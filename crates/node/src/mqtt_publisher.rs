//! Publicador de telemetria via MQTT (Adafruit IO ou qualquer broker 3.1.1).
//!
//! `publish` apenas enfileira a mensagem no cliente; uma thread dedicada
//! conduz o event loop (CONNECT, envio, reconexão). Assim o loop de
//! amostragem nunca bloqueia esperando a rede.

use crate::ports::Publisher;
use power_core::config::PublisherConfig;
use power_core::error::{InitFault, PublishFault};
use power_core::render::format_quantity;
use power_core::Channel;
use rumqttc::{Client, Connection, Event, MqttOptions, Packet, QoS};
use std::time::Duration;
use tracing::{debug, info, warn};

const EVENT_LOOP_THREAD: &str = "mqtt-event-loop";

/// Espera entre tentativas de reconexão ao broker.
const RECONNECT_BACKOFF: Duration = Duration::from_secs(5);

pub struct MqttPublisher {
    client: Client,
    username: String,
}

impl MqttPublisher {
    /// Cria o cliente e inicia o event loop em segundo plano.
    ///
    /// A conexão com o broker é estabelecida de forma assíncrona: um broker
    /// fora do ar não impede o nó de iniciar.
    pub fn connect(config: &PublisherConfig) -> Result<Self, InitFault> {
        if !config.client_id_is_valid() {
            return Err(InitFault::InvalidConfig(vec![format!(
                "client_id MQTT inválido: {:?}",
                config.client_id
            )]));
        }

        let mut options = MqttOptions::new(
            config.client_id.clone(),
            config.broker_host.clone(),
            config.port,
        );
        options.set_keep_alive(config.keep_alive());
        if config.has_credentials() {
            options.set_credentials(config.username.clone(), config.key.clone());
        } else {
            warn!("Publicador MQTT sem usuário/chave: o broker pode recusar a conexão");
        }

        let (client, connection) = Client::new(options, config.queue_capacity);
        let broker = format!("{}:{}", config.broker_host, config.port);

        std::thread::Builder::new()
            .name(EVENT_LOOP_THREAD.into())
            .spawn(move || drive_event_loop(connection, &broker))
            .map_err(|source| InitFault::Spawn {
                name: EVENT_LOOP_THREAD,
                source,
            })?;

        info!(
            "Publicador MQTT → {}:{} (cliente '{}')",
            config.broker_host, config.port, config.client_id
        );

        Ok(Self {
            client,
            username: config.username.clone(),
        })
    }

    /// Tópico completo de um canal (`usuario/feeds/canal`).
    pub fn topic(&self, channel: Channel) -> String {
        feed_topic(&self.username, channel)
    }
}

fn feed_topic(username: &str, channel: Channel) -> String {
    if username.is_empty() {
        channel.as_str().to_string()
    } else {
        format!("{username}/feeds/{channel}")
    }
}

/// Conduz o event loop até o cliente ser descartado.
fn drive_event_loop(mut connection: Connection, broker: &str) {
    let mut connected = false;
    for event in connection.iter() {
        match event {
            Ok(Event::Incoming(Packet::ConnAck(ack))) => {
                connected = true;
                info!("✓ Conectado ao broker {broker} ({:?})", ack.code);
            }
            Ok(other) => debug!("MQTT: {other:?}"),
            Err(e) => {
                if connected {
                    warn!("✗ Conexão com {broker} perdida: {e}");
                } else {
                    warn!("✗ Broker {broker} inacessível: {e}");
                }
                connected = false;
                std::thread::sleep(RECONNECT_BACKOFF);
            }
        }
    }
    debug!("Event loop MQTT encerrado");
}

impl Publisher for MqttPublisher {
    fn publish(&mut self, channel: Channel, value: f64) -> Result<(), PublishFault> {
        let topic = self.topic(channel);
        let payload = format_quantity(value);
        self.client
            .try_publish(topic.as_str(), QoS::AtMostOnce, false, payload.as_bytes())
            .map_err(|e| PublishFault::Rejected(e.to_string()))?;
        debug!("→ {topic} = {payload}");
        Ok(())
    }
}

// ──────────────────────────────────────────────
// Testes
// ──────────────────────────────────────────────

....

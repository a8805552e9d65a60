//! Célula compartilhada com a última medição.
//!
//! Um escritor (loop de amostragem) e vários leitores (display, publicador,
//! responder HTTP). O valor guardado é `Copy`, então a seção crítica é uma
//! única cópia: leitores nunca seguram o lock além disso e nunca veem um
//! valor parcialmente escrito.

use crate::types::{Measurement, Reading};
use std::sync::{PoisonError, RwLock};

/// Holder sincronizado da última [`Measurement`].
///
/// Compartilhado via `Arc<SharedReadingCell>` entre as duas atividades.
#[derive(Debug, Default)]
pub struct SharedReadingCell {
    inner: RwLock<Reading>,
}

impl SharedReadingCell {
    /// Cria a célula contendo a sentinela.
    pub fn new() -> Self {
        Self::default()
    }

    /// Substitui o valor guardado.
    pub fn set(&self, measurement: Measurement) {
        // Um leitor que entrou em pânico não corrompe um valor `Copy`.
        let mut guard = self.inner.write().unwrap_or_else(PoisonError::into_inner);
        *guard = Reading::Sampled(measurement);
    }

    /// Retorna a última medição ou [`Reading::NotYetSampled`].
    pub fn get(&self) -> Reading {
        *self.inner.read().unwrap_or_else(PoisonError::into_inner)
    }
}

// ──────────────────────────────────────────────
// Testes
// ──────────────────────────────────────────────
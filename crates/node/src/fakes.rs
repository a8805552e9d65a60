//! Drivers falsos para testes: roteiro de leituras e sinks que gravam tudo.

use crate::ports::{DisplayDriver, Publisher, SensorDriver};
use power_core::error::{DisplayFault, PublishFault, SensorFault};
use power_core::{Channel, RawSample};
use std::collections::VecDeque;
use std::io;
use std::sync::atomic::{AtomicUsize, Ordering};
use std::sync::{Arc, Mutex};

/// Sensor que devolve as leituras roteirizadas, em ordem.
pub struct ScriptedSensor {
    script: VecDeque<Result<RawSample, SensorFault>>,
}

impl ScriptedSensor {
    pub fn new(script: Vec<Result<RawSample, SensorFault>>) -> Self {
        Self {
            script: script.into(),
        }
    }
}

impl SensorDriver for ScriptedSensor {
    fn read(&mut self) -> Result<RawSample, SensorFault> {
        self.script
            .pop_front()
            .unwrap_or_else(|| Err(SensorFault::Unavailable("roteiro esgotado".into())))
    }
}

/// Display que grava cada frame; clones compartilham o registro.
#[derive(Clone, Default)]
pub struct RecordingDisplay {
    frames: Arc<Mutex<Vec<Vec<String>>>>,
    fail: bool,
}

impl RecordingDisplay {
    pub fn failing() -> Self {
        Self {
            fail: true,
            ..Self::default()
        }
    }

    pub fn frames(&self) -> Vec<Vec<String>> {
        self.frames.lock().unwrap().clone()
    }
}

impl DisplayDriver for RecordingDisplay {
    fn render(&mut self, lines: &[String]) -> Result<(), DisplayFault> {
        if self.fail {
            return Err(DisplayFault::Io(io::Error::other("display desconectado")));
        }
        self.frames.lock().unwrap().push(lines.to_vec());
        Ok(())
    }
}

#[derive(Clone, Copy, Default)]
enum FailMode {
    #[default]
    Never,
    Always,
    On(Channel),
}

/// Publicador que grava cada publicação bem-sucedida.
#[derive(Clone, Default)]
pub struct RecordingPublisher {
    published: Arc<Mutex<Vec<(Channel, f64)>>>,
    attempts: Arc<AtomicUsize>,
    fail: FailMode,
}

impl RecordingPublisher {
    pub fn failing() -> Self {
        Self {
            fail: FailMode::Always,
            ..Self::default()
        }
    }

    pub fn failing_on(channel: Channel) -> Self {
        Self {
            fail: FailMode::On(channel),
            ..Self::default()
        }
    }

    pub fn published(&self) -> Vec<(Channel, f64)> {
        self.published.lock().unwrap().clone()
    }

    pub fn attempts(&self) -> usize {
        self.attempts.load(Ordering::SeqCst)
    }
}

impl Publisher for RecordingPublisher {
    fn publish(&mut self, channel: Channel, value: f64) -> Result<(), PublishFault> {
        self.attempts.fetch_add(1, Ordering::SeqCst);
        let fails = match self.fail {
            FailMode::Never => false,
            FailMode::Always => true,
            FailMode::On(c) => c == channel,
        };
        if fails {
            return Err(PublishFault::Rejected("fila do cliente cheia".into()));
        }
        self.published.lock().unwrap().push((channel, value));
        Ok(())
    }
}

....

Identify the lines of the data that contain the word "guardado". Copy each of them.

* [ANSWER TO THE EXERCISE]:
//! responder HTTP). O valor guardado é `Copy`, então a seção crítica é uma
    /// Substitui o valor guardado.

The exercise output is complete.